Avian influenza H5N1 cases in Egypt differ from those recorded in Asia and Indonesia when compared to cumulative data for countries worldwide other than Egypt, Nigeria, and Turkey, as reported in PROmed.
As of April 2009, fatality rate from human H5N1 cases in Egypt was 34% (23 of 67), versus an average of 66% among WHO-confirmed cases from all countries other than Egypt (234 of 354) according to an analysis by J. P. Dudley, Science Applications International Corp., Modeling and Analysis Division, Rockville, Md., U.S.
Reported results indicated that a median age of 8 years for human H5N1 cases in Egypt between March 2006 and March 2009, versus a median age of 18 years for WHO-confirmed human cases globally between November 2003 and November 2006. Cases were reported most frequently among children younger than 10 years.

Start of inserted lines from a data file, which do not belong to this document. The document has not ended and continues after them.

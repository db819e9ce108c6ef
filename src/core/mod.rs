//! # Core Application Logic
//!
//! This module contains Placeboard's business logic.
//! It knows nothing about any specific UI technology.
//!
//! ```text
//!                    ┌─────────────────────────┐
//!                    │         CORE            │
//!                    │  (this module)          │
//!                    │                         │
//!                    │  • State (app data)     │
//!                    │  • Action (events)      │
//!                    │  • update() (reducer)   │
//!                    │  • Navigator (pages)    │
//!                    │  • directory fns        │
//!                    │                         │
//!                    │  No I/O. No UI. Pure.   │
//!                    └───────────┬─────────────┘
//!                                │
//!                                ▼
//!                         ┌────────────┐
//!                         │    TUI     │
//!                         │  Adapter   │
//!                         │ (ratatui)  │
//!                         └────────────┘
//! ```
//!
//! ## Modules
//!
//! - [`state`]: The `App` struct, all application state in one place
//! - [`action`]: The `Action` enum and `update()` reducer
//! - [`nav`]: The page stack with breadcrumb labels
//! - [`directory`]: Pure functions over the user directory
//! - [`config`]: TOML config loading and resolution

pub mod action;
pub mod config;
pub mod directory;
pub mod nav;
pub mod state;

Females exhibit highest mortality
Females account for 90% of human mortality from H5N1 in Egypt, with confirmed mortality only reported among individuals older than 9 years. Although the sex ratio of cases in most countries is approximately 1:1, females outnumber males among confirmed cases in Egypt by a factor of nearly 2:1.
The average case fatality rate from H5N1 among children aged 0-9 years from all countries other than Egypt and Turkey is 59% with no confirmed fatalities among 33 children in this age group reported from Egypt.
The report said the existence of undetected fatal or non-fatal atypical or asymptomatic human H5N1 infections may be the cause of the existing anomalies with regard to age and sex in Egypt.
Clinically mild illness from highly pathogenic avian influenza H5N1 virus infection has been reported from children in most countries, but the early detection and treatment of possible cases may be a factor in the overall lower case fatality rate reported for the cases in Egypt.
Although there is no evidence of human-to-human transmission of the disease in Egypt, there is increasing concern that undetected H5N1 cases may be occurring based on evidence of family clusters.
H5N1 clusters involving highly probable human-to-human transmission have been documented in China, Thailand, Viet Nam, Indonesia, and Pakistan.